RUSH: I'm probably going to get into a lot of trouble here, but there's a story. Six women have sued a German bank because they've been hired for "eye candy." They were hired as eye candy, which means they were hired for their looks. Maybe that's the stumbling block. Maybe... I have to think women know that term. So they got hired for their looks, and this offended them and so they filed these discrimination suits, $1.4 billion discrimination suit. All I know is... I know (sigh) I mean, I know some women who would love to be flattered, to be complimented to be hired as eye candy. So I ask the question: "How many of you women in the audience, in the deepest, dark secrets of your dreams and desires, would be flattered to be hired as eye candy?" I'm not talking about harassment. I don't know how many of you want to be sexually harassed. That's not what I was asking. But (sigh). I mean, if somebody wants to hire you to look good for whoever is the first to walk in the door every day, why not, if that's your asset?

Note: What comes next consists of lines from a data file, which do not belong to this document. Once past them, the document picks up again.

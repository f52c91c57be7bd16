//! Role bitmaps for enhanced access control
//!
//! Each base role occupies its own nybble in the low 128 bits. The admin
//! counterpart of a role sits exactly 128 bits higher:
//!
//! | Bits | Content |
//! |------|---------|
//! | 0..128 | base roles |
//! | 128..256 | admin roles (`role << 128`) |
//!
//! Holding the admin bit of a role is what allows granting or revoking that
//! role to someone else.

use std::fmt;
use std::ops::{BitAnd, BitOr, BitOrAssign};

use alloy_primitives::U256;
use serde::{Deserialize, Serialize};

/// Resource id that scopes a role grant to every token of a registry
pub const ROOT_RESOURCE: U256 = U256::ZERO;

/// Shift between a base role and its admin role
pub const ADMIN_SHIFT: usize = 128;

const fn role(nybble: usize) -> RoleBitmap {
    let mut limbs = [0u64; 4];
    limbs[(nybble * 4) / 64] = 1u64 << ((nybble * 4) % 64);
    RoleBitmap(U256::from_limbs(limbs))
}

const fn admin_of(base: RoleBitmap) -> RoleBitmap {
    let limbs = base.0.as_limbs();
    RoleBitmap(U256::from_limbs([0, 0, limbs[0], limbs[1]]))
}

/// Named role constants
pub mod roles {
    use super::{admin_of, role, RoleBitmap};

    pub const REGISTRAR: RoleBitmap = role(0);
    pub const RENEW: RoleBitmap = role(1);
    pub const SET_SUBREGISTRY: RoleBitmap = role(2);
    pub const SET_RESOLVER: RoleBitmap = role(3);
    pub const SET_TOKEN_OBSERVER: RoleBitmap = role(4);
    pub const UNREGISTER: RoleBitmap = role(5);
    pub const MIGRATION_CONTROLLER: RoleBitmap = role(6);
    pub const BRIDGE: RoleBitmap = role(7);

    pub const ADMIN_REGISTRAR: RoleBitmap = admin_of(REGISTRAR);
    pub const ADMIN_RENEW: RoleBitmap = admin_of(RENEW);
    pub const ADMIN_SET_SUBREGISTRY: RoleBitmap = admin_of(SET_SUBREGISTRY);
    pub const ADMIN_SET_RESOLVER: RoleBitmap = admin_of(SET_RESOLVER);
    pub const ADMIN_SET_TOKEN_OBSERVER: RoleBitmap = admin_of(SET_TOKEN_OBSERVER);
    pub const ADMIN_UNREGISTER: RoleBitmap = admin_of(UNREGISTER);
    pub const ADMIN_MIGRATION_CONTROLLER: RoleBitmap = admin_of(MIGRATION_CONTROLLER);
    pub const ADMIN_BRIDGE: RoleBitmap = admin_of(BRIDGE);

    /// Every base role
    pub const ALL: RoleBitmap = REGISTRAR
        .union(RENEW)
        .union(SET_SUBREGISTRY)
        .union(SET_RESOLVER)
        .union(SET_TOKEN_OBSERVER)
        .union(UNREGISTER)
        .union(MIGRATION_CONTROLLER)
        .union(BRIDGE);

    /// Every admin role
    pub const ADMIN_ALL: RoleBitmap = admin_of(ALL);

    /// Roles a registrant normally receives on their own token
    pub const OWNER_DEFAULT: RoleBitmap = RENEW
        .union(SET_SUBREGISTRY)
        .union(SET_RESOLVER)
        .union(SET_TOKEN_OBSERVER)
        .union(ADMIN_SET_SUBREGISTRY)
        .union(ADMIN_SET_RESOLVER);
}

/// A 256-bit capability set
#[derive(Clone, Copy, PartialEq, Eq, Hash, Default, Serialize, Deserialize)]
#[serde(transparent)]
pub struct RoleBitmap(pub U256);

impl RoleBitmap {
    pub const EMPTY: Self = Self(U256::ZERO);
    pub const MAX: Self = Self(U256::MAX);

    /// Bitwise union, usable in const context
    pub const fn union(self, other: Self) -> Self {
        let a = self.0.as_limbs();
        let b = other.0.as_limbs();
        Self(U256::from_limbs([a[0] | b[0], a[1] | b[1], a[2] | b[2], a[3] | b[3]]))
    }

    /// True if every bit of `required` is set
    pub fn has_all(&self, required: RoleBitmap) -> bool {
        self.0 & required.0 == required.0
    }

    /// True if at least one bit of `any` is set
    pub fn has_any(&self, any: RoleBitmap) -> bool {
        !(self.0 & any.0).is_zero()
    }

    pub fn is_empty(&self) -> bool {
        self.0.is_zero()
    }

    /// Remove `other`'s bits
    pub fn without(self, other: RoleBitmap) -> Self {
        Self(self.0 & !other.0)
    }

    /// Admin bits governing the base roles in `self`
    pub fn admin(self) -> Self {
        Self((self.0 << ADMIN_SHIFT) & roles::ADMIN_ALL.0)
    }

    /// Base roles only (admin half cleared)
    pub fn base(self) -> Self {
        Self(self.0 & (U256::MAX >> ADMIN_SHIFT))
    }
}

impl BitOr for RoleBitmap {
    type Output = Self;

    fn bitor(self, rhs: Self) -> Self {
        Self(self.0 | rhs.0)
    }
}

impl BitOrAssign for RoleBitmap {
    fn bitor_assign(&mut self, rhs: Self) {
        self.0 |= rhs.0;
    }
}

impl BitAnd for RoleBitmap {
    type Output = Self;

    fn bitand(self, rhs: Self) -> Self {
        Self(self.0 & rhs.0)
    }
}

impl fmt::Debug for RoleBitmap {
    fn fmt(&self, f: &mut fmt::Formatter<'_>) -> fmt::Result {
        write!(f, "RoleBitmap({:#x})", self.0)
    }
}

impl fmt::Display for RoleBitmap {
    fn fmt(&self, f: &mut fmt::Formatter<'_>) -> fmt::Result {
        write!(f, "{:#x}", self.0)
    }
}

impl From<U256> for RoleBitmap {
    fn from(value: U256) -> Self {
        Self(value)
    }
}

"Well, that offends me. I would not. It's irrelevant the way I look."

Oh, really? Why do you spend so much time on it then?

"Well, it's not..."

It's the way the world is. Stuff matters, but (sigh). I just happen to think there are probably a lot of women out there that wouldn't be offended by it. I'm not talking about being chased around the desk but probably some women won't be bothered by that, either. Suzanne in Green Bay, you're next on the EIB Network. Welcome to the program.

EYE CANDY: Hi, Rush!


EYE CANDY: I'm not offended by your comment at all.

RUSH: Good! Good! A women of the nineties.

EYE CANDY: Yes. I've been doing appropriations for ten years, and it's a great part-time position.

RUSH: Wait, wait, wait. You have been doing promotions?

EYE CANDY: Yes, for companies that are promoting either liquor or MasterCard or Visas, hair products.

RUSH: Oh, you arrange promotional ideas for these people?

EYE CANDY: No, I actually work with the, um, customers so I go out into bars and I let people sample the products.

RUSH: You let people sample the product. So you are the eye candy?

EYE CANDY: I am the eye candy.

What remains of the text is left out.